Sophomore Patrick C. De Suza and junior Atif Z. Qadir finished first and second, respectively, in the fourth annual Dr. Martin Luther King Jr. oratorical competition. In his winning talk, De Suza, an electrical engineering and computer science major from Queens, said, "How long will it be before we can stop talking about illusions of full inclusion and nightmares of reality? Or are we destined to wait in perpetual anticipation for a time when racism ceases to exist? I don't know when it will happen or how long it will be, but the one thing I know for sure is that if everyone sits back and does nothing, then nothing is sure to happen." De Suza and Qadir, an urban studies and planning major from East Patchogue, N.Y., both received cash prizes.

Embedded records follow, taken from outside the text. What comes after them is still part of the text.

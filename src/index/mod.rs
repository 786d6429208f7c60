pub mod kmer;

pub use kmer::{KmerIndex, PartialMatch};
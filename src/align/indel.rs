use serde::{Deserialize, Serialize};

/// 相对目标序列的一次插入/删除。
///
/// - 插入以第一个被后移的目标位置为 `target_index`；
/// - 删除以最后一个被删除的目标位置为 `target_index`；
/// - `error_index` 是报告用的规范位置；
/// - `subst_size > 0` 表示同位置的不等长替换（把 `subst_size` 个目标字符换成 `seq`）。
#[derive(Debug, Clone, PartialEq, Eq, Serialize, Deserialize)]
pub struct Indel {
    pub insert: bool,
    pub seq: Vec<u8>,
    pub src_index: isize,
    pub target_index: isize,
    pub error_index: isize,
    pub subst_size: usize,
}

impl Indel {
    pub fn new(insert: bool, seq: &[u8], src_index: isize, target_index: isize) -> Self {
        let error_index = default_error_index(insert, seq.len(), target_index);
        Self { insert, seq: seq.to_vec(), src_index, target_index, error_index, subst_size: 0 }
    }

    pub fn insertion(seq: &[u8], src_index: isize, target_index: isize) -> Self {
        Self::new(true, seq, src_index, target_index)
    }

    pub fn deletion(seq: &[u8], src_index: isize, target_index: isize) -> Self {
        Self::new(false, seq, src_index, target_index)
    }

    /// 用 `seq` 替换目标中从 `target_index` 开始的 `subst_size` 个字符
    pub fn substitution(seq: &[u8], src_index: isize, target_index: isize, subst_size: usize) -> Self {
        Self { subst_size, ..Self::insertion(seq, src_index, target_index) }
    }

    #[inline]
    pub fn size(&self) -> usize {
        self.seq.len()
    }

    #[inline]
    pub fn is_substitution(&self) -> bool {
        self.subst_size > 0
    }

    /// 对 query 长度的净影响
    #[inline]
    pub fn delta(&self) -> isize {
        if self.insert {
            self.size() as isize - self.subst_size as isize
        } else {
            -(self.size() as isize)
        }
    }

    /// 在目标序列上占据的长度（用于边缘判断）
    #[inline]
    pub fn extent(&self) -> usize {
        if self.insert {
            self.subst_size
        } else {
            self.size()
        }
    }

    /// 三个索引同时平移
    pub fn shift_all(&self, delta: isize) -> Self {
        Self {
            src_index: self.src_index + delta,
            target_index: self.target_index + delta,
            error_index: self.error_index + delta,
            ..self.clone()
        }
    }

    /// query 与目标分别平移（把间隙内的局部坐标放回外层坐标）
    pub fn shift_to(&self, query_delta: isize, target_delta: isize) -> Self {
        Self {
            src_index: self.src_index + query_delta,
            target_index: self.target_index + target_delta,
            error_index: self.error_index + target_delta,
            ..self.clone()
        }
    }

    /// 把这个事件作用到 `source` 上（不支持替换）
    #[cfg(test)]
    pub(crate) fn apply(&self, source: &[u8]) -> Vec<u8> {
        assert!(!self.is_substitution(), "cannot apply a substitution indel");
        let at = self.src_index as usize;
        let mut out = Vec::with_capacity(source.len() + self.size());
        out.extend_from_slice(&source[..at]);
        if self.insert {
            out.extend_from_slice(&self.seq);
            out.extend_from_slice(&source[at..]);
        } else {
            let end = at + self.size();
            assert_eq!(&source[at..end], self.seq.as_slice());
            out.extend_from_slice(&source[end..]);
        }
        out
    }

    pub(crate) fn refresh_error_index(&mut self) {
        self.error_index = default_error_index(self.insert, self.size(), self.target_index);
    }
}

#[inline]
fn default_error_index(insert: bool, size: usize, target_index: isize) -> isize {
    if insert {
        target_index
    } else {
        target_index + 1 - size as isize
    }
}

impl std::fmt::Display for Indel {
    fn fmt(&self, f: &mut std::fmt::Formatter<'_>) -> std::fmt::Result {
        let seq = String::from_utf8_lossy(&self.seq);
        if self.is_substitution() {
            write!(f, "S-{}:{}@{}", self.subst_size, seq, self.error_index)
        } else if self.insert {
            write!(f, "I:{}@{}", seq, self.error_index)
        } else {
            write!(f, "D:{}@{}", seq, self.error_index)
        }
    }
}

#[cfg(test)]
mod tests {
    use super::*;

    #[test]
    fn apply_insert_and_delete() {
        let i = Indel::insertion(b"abcd", 4, 0);
        assert_eq!(i.apply(b"GHIJKLMN"), b"GHIJabcdKLMN".to_vec());
        let d = Indel::deletion(b"def", 3, 0);
        assert_eq!(d.apply(b"abcdefghi"), b"abcghi".to_vec());
    }

    #[test]
    fn deltas_and_error_index() {
        let d = Indel::deletion(b"ACG", 5, 9);
        assert_eq!(d.error_index, 7);
        assert_eq!(d.delta(), -3);
        let s = Indel::substitution(b"ACGTA", 2, 4, 3);
        assert_eq!(s.delta(), 2);
        assert_eq!(s.extent(), 3);
        assert_eq!(s.to_string(), "S-3:ACGTA@4");
    }

    #[test]
    fn shifting() {
        let i = Indel::insertion(b"A", 3, 4).shift_all(-2);
        assert_eq!((i.src_index, i.target_index, i.error_index), (1, 2, 2));
        let j = Indel::deletion(b"TT", 0, 1).shift_to(10, 5);
        assert_eq!((j.src_index, j.target_index, j.error_index), (10, 6, 5));
    }
}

The 2003 Levitan Prize in the Humanities has been awarded to Joseph Dumit, associate professor of anthropology in the Program in Science, Technology and Society. Dumit, who has been at MIT since 1998, describes his current work as, "a combination of ethnography, oral history and archival research that examines how the social environment shapes and is in turn shaped by notions of what constitutes mental illness." With this award, he will conduct research for his book, "Mental Illness Movements: Facts and Experience in the Information Age." The $25,000 prize was established through a gift from James A. Levitan (S.B. 1945 in chemistry).
MIT's new logo has received a design award from the Boston chapter of the American Institute of Graphic Arts, the country's professional graphic design organization. The logo was selected from a group of more than 750 entries. Led by Publishing Services Bureau design manager Tim Blackburn, the design team for the Institute logo included Matthew Carter, an internationally recognized font designer and the man behind such widely used fonts as Verdana and ITC Galliard.

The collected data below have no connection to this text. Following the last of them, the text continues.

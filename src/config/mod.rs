//! Configuration types for the GitHub client.

use crate::errors::{GitHubError, GitHubErrorKind};
use secrecy::SecretString;
use std::time::Duration;

/// Default GitHub API base URL.
pub const DEFAULT_BASE_URL: &str = "https://api.github.com";

/// Default GitHub API version (date-based).
pub const DEFAULT_API_VERSION: &str = "2022-11-28";

/// Default request timeout.
pub const DEFAULT_TIMEOUT: Duration = Duration::from_secs(30);

/// Default connect timeout.
pub const DEFAULT_CONNECT_TIMEOUT: Duration = Duration::from_secs(10);

/// Default User-Agent header.
pub const DEFAULT_USER_AGENT: &str = "integrations-github-paging/0.1.0";

/// Default wait applied when the primary rate limit is exhausted.
pub const DEFAULT_BACKOFF: Duration = Duration::from_millis(60_000);

/// Largest page size accepted by the GitHub REST API.
pub const MAX_PER_PAGE: u32 = 100;

/// Rate limit configuration.
#[derive(Debug, Clone)]
pub struct RateLimitConfig {
    /// Wait used the first time the primary limit is hit.
    pub default_backoff: Duration,
    /// Growth factor applied to the backoff after each primary-limit wait.
    pub backoff_multiplier: f64,
    /// Maximum number of outstanding requests per client.
    pub max_in_flight: usize,
    /// Poll interval while waiting for an in-flight slot.
    pub admission_poll_interval: Duration,
    /// Fail instead of waiting blind when rate limit headers are incomplete.
    pub require_rate_limit_headers: bool,
    /// Upper bound on transparent re-sends after a rate-limit wait.
    pub max_rate_limit_retries: Option<u32>,
}

impl Default for RateLimitConfig {
    fn default() -> Self {
        Self {
            default_backoff: DEFAULT_BACKOFF,
            backoff_multiplier: 1.2,
            max_in_flight: 100,
            admission_poll_interval: Duration::from_secs(1),
            require_rate_limit_headers: false,
            max_rate_limit_retries: None,
        }
    }
}

/// Pagination configuration.
#[derive(Debug, Clone)]
pub struct PaginationConfig {
    /// Page size used by service helpers.
    pub default_per_page: u32,
}

impl Default for PaginationConfig {
    fn default() -> Self {
        Self {
            default_per_page: MAX_PER_PAGE,
        }
    }
}

/// Connection pool configuration.
#[derive(Debug, Clone)]
pub struct PoolConfig {
    /// Maximum idle connections per host.
    pub max_idle_per_host: usize,
    /// Idle connection timeout.
    pub idle_timeout: Duration,
}

impl Default for PoolConfig {
    fn default() -> Self {
        Self {
            max_idle_per_host: 20,
            idle_timeout: Duration::from_secs(90),
        }
    }
}

/// GitHub client configuration.
#[derive(Debug, Clone)]
pub struct GitHubConfig {
    /// API base URL.
    pub base_url: String,
    /// API version header.
    pub api_version: String,
    /// Bearer token sent with every request.
    pub token: Option<SecretString>,
    /// Request timeout.
    pub timeout: Duration,
    /// Connect timeout.
    pub connect_timeout: Duration,
    /// User-Agent header.
    pub user_agent: String,
    /// Rate limit configuration.
    pub rate_limit: RateLimitConfig,
    /// Pagination configuration.
    pub pagination: PaginationConfig,
    /// Connection pool configuration.
    pub pool: PoolConfig,
}

impl Default for GitHubConfig {
    fn default() -> Self {
        Self {
            base_url: DEFAULT_BASE_URL.to_string(),
            api_version: DEFAULT_API_VERSION.to_string(),
            token: None,
            timeout: DEFAULT_TIMEOUT,
            connect_timeout: DEFAULT_CONNECT_TIMEOUT,
            user_agent: DEFAULT_USER_AGENT.to_string(),
            rate_limit: RateLimitConfig::default(),
            pagination: PaginationConfig::default(),
            pool: PoolConfig::default(),
        }
    }
}

impl GitHubConfig {
    /// Creates a new configuration builder.
    pub fn builder() -> GitHubConfigBuilder {
        GitHubConfigBuilder::new()
    }

    /// Validates the configuration.
    pub fn validate(&self) -> Result<(), GitHubError> {
        if self.base_url.is_empty() {
            return Err(GitHubError::new(
                GitHubErrorKind::InvalidBaseUrl,
                "Base URL cannot be empty",
            ));
        }

        if url::Url::parse(&self.base_url)
            .map(|u| u.scheme() != "http" && u.scheme() != "https")
            .unwrap_or(true)
        {
            return Err(GitHubError::new(
                GitHubErrorKind::InvalidBaseUrl,
                "Base URL must be an http:// or https:// URL",
            ));
        }

        if self.user_agent.is_empty() {
            return Err(GitHubError::configuration("User-Agent is required by GitHub API"));
        }

        if self.rate_limit.backoff_multiplier < 1.0 {
            return Err(GitHubError::configuration(
                "Rate limit backoff multiplier must be at least 1.0",
            ));
        }

        if self.rate_limit.max_in_flight == 0 {
            return Err(GitHubError::configuration(
                "At least one in-flight request must be allowed",
            ));
        }

        if self.pagination.default_per_page == 0 || self.pagination.default_per_page > MAX_PER_PAGE
        {
            return Err(GitHubError::configuration(format!(
                "Default page size must be between 1 and {}",
                MAX_PER_PAGE
            )));
        }

        Ok(())
    }
}

/// Builder for GitHubConfig.
#[derive(Debug, Default)]
pub struct GitHubConfigBuilder {
    base_url: Option<String>,
    api_version: Option<String>,
    token: Option<SecretString>,
    timeout: Option<Duration>,
    connect_timeout: Option<Duration>,
    user_agent: Option<String>,
    rate_limit: Option<RateLimitConfig>,
    pagination: Option<PaginationConfig>,
    pool: Option<PoolConfig>,
}

impl GitHubConfigBuilder {
    /// Creates a new builder.
    pub fn new() -> Self {
        Self::default()
    }

    /// Sets the base URL.
    pub fn base_url(mut self, url: impl Into<String>) -> Self {
        self.base_url = Some(url.into());
        self
    }

    /// Sets the API version.
    pub fn api_version(mut self, version: impl Into<String>) -> Self {
        self.api_version = Some(version.into());
        self
    }

    /// Sets the bearer token.
    pub fn token(mut self, token: impl Into<String>) -> Self {
        self.token = Some(SecretString::new(token.into()));
        self
    }

    /// Sets the request timeout.
    pub fn timeout(mut self, timeout: Duration) -> Self {
        self.timeout = Some(timeout);
        self
    }

    /// Sets the connect timeout.
    pub fn connect_timeout(mut self, timeout: Duration) -> Self {
        self.connect_timeout = Some(timeout);
        self
    }

    /// Sets the User-Agent header.
    pub fn user_agent(mut self, ua: impl Into<String>) -> Self {
        self.user_agent = Some(ua.into());
        self
    }

    /// Sets the rate limit configuration.
    pub fn rate_limit(mut self, config: RateLimitConfig) -> Self {
        self.rate_limit = Some(config);
        self
    }

    /// Sets the pagination configuration.
    pub fn pagination(mut self, config: PaginationConfig) -> Self {
        self.pagination = Some(config);
        self
    }

    /// Sets the connection pool configuration.
    pub fn pool(mut self, config: PoolConfig) -> Self {
        self.pool = Some(config);
        self
    }

    /// Builds the configuration.
    pub fn build(self) -> Result<GitHubConfig, GitHubError> {
        let config = GitHubConfig {
            base_url: self.base_url.unwrap_or_else(|| DEFAULT_BASE_URL.to_string()),
            api_version: self.api_version.unwrap_or_else(|| DEFAULT_API_VERSION.to_string()),
            token: self.token,
            timeout: self.timeout.unwrap_or(DEFAULT_TIMEOUT),
            connect_timeout: self.connect_timeout.unwrap_or(DEFAULT_CONNECT_TIMEOUT),
            user_agent: self.user_agent.unwrap_or_else(|| DEFAULT_USER_AGENT.to_string()),
            rate_limit: self.rate_limit.unwrap_or_default(),
            pagination: self.pagination.unwrap_or_default(),
            pool: self.pool.unwrap_or_default(),
        };

        config.validate()?;
        Ok(config)
    }
}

"The World's Numerical Recipe" by Frank Wilczek, the Herman Feshbach Professor of Physics, has been chosen for inclusion in "The Best American Science Writing 2003" (Ecco/HarperCollins). The article was published in the winter 2001 issue of Daedalus and is based on public lectures Wilczek gave at MIT and the University of California at Santa Barbara. The MIT lecture is available as a webcast from MIT World at http://web.mit.edu/mitworld/content/special/wilczek.html.

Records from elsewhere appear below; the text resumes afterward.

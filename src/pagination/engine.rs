//! Page traversal strategies.
//!
//! Every strategy receives a page fetch function `(page, per_page) ->
//! (items, response)` and never builds requests itself. `page` is clamped to
//! at least 1 and `per_page` into `[1, 100]` before the first call.
//!
//! Errors returned by the fetch function are passed through untouched when
//! they carry a known classification (see [`GitHubError::is_known`]); anything
//! else is wrapped in a `Pagination` error naming the page that failed.

use super::{clamp_page, clamp_per_page, LinkHeaderInfo};
use crate::client::ResponseMeta;
use crate::errors::{GitHubError, GitHubResult};
use crate::observability::TracingHooks;
use futures::future::try_join_all;
use std::future::Future;

type PageResult<T> = GitHubResult<(Vec<T>, ResponseMeta)>;

/// Fetches every page and returns the items in page order.
///
/// The first page is fetched alone. If its response has no Link header it is
/// the only page. Otherwise every remaining page up to the `last` relation is
/// requested concurrently and the results are concatenated by page number,
/// independent of completion order.
pub async fn get_all_data<T, F, Fut>(fetch: F, page: u32, per_page: u32) -> GitHubResult<Vec<T>>
where
    F: Fn(u32, u32) -> Fut,
    Fut: Future<Output = PageResult<T>>,
{
    let page = clamp_page(page);
    let per_page = clamp_per_page(per_page);

    let (mut items, response) = fetch_page(&fetch, page, per_page).await?;

    let Some(links) = LinkHeaderInfo::from_response(&response) else {
        return Ok(items);
    };

    if links.total_pages <= page {
        return Ok(items);
    }

    TracingHooks::on_pages_discovered(page, links.total_pages, per_page);

    let rest = try_join_all(
        (page + 1..=links.total_pages).map(|next| fetch_page(&fetch, next, per_page)),
    )
    .await?;

    for (page_items, _) in rest {
        items.extend(page_items);
    }

    Ok(items)
}

/// Fetches pages until `predicate` holds for one page's items and returns
/// that page.
///
/// After the first page, the remaining pages are split by
/// [`split_search_groups`] into a forward half and a backward half. Each step
/// requests one page from each half concurrently, waits for both, then checks
/// the forward result before the backward one. The returned page is a
/// matching page, not necessarily the lowest-numbered one. An empty vector
/// means no page matched.
pub async fn get_all_data_until<T, F, Fut, P>(
    fetch: F,
    page: u32,
    per_page: u32,
    predicate: P,
) -> GitHubResult<Vec<T>>
where
    F: Fn(u32, u32) -> Fut,
    Fut: Future<Output = PageResult<T>>,
    P: Fn(&[T]) -> bool,
{
    let page = clamp_page(page);
    let per_page = clamp_per_page(per_page);

    let (items, response) = fetch_page(&fetch, page, per_page).await?;
    if predicate(&items) {
        TracingHooks::on_predicate_matched(page, 1);
        return Ok(items);
    }

    let Some(links) = LinkHeaderInfo::from_response(&response) else {
        return Ok(Vec::new());
    };

    let (forward, backward) = split_search_groups(page, links.total_pages);
    let steps = forward.len().max(backward.len());
    let mut requested = 1;

    for step in 0..steps {
        let ahead = forward.get(step).copied();
        let behind = backward.get(step).copied();
        requested += usize::from(ahead.is_some()) + usize::from(behind.is_some());

        let (ahead_result, behind_result) = futures::join!(
            fetch_optional(&fetch, ahead, per_page),
            fetch_optional(&fetch, behind, per_page),
        );

        for (number, result) in [(ahead, ahead_result), (behind, behind_result)] {
            if let Some((items, _)) = result? {
                if predicate(&items) {
                    TracingHooks::on_predicate_matched(number.unwrap_or_default(), requested);
                    return Ok(items);
                }
            }
        }
    }

    Ok(Vec::new())
}

/// Fetches every page, then keeps the items for which `filter` returns true.
pub async fn get_all_filtered_data<T, F, Fut, P>(
    fetch: F,
    page: u32,
    per_page: u32,
    mut filter: P,
) -> GitHubResult<Vec<T>>
where
    F: Fn(u32, u32) -> Fut,
    Fut: Future<Output = PageResult<T>>,
    P: FnMut(&T) -> bool,
{
    let items = get_all_data(fetch, page, per_page).await?;
    Ok(items.into_iter().filter(|item| filter(item)).collect())
}

/// Splits the pages after `first_page` into the two search orders used by
/// [`get_all_data_until`].
///
/// The range `first_page..=total_pages` is halved; the first half is scanned
/// ascending and the second half descending from the last page, and
/// `first_page` itself is dropped because it has already been fetched.
pub fn split_search_groups(first_page: u32, total_pages: u32) -> (Vec<u32>, Vec<u32>) {
    if total_pages <= first_page {
        return (Vec::new(), Vec::new());
    }

    let len = total_pages - first_page + 1;
    let boundary = first_page + len.div_ceil(2);

    let forward = (first_page + 1..boundary).collect();
    let backward = (boundary..=total_pages).rev().collect();

    (forward, backward)
}

async fn fetch_page<T, F, Fut>(fetch: &F, page: u32, per_page: u32) -> PageResult<T>
where
    F: Fn(u32, u32) -> Fut,
    Fut: Future<Output = PageResult<T>>,
{
    fetch(page, per_page).await.map_err(|error| {
        if error.is_known() {
            error
        } else {
            GitHubError::pagination(format!("Failed to fetch page {}", page), error)
        }
    })
}

async fn fetch_optional<T, F, Fut>(
    fetch: &F,
    page: Option<u32>,
    per_page: u32,
) -> GitHubResult<Option<(Vec<T>, ResponseMeta)>>
where
    F: Fn(u32, u32) -> Fut,
    Fut: Future<Output = PageResult<T>>,
{
    match page {
        Some(page) => fetch_page(fetch, page, per_page).await.map(Some),
        None => Ok(None),
    }
}

#[cfg(test)]
mod tests {
    use super::*;
    use pretty_assertions::assert_eq;
    use test_case::test_case;

    #[test_case(1, 0, vec![], vec![]; "no link information")]
    #[test_case(1, 1, vec![], vec![]; "single page")]
    #[test_case(1, 2, vec![], vec![2]; "two pages")]
    #[test_case(1, 3, vec![2], vec![3]; "three pages")]
    #[test_case(1, 4, vec![2], vec![4, 3]; "four pages")]
    #[test_case(1, 5, vec![2, 3], vec![5, 4]; "five pages")]
    #[test_case(1, 8, vec![2, 3, 4], vec![8, 7, 6, 5]; "eight pages")]
    #[test_case(3, 6, vec![4], vec![6, 5]; "later start page")]
    fn test_split_search_groups(first: u32, total: u32, forward: Vec<u32>, backward: Vec<u32>) {
        assert_eq!(split_search_groups(first, total), (forward, backward));
    }

    #[test]
    fn test_split_covers_every_remaining_page_once() {
        for total in 1..40 {
            let (forward, backward) = split_search_groups(1, total);
            let mut all: Vec<u32> = forward.into_iter().chain(backward).collect();
            all.sort_unstable();
            assert_eq!(all, (2..=total).collect::<Vec<_>>());
        }
    }
}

Samuel C.C. Ting, the Thomas Dudley Cabot Professor of Physics and a 1976 Nobel laureate, received the Distinguished Science and Technology Award from the Chinese Institute of Engineers/USA.
Two faculty members in the Department of Political Science have received honors. Associate ProfessorMelissa Nobles is the president-elect of the National Conference of Black Political Scientists; her two-year term begins in 2005. "Committees and the U.S. Congress, 1789-1946," a four-volume work co-compiled and co-edited by Professor Charles Stewart III (associate dean of the School of Humanities, Arts and Social Sciences) has been named a Best Reference Source 2002 by Library Journal.
Andrew C. Kadak (S.M. 1972, Ph.D.), professor of the practice of nuclear engineering, was awarded the National Award of Nuclear Science. Kadak, former president and CEO of Yankee Atomic Electric Co., oversaw all Yankee operations, including the decommissioning of the Yankee plant in Rowe, Mass., and engineering, licensing, environmental and operational support to all eight nuclear plants in New England. His present interest is in a modular high-temperature gas-cooled pebble bed reactor that he and several MIT faculty and students have been developing.
A version of this article appeared in MIT Tech Talk on May 14, 2003.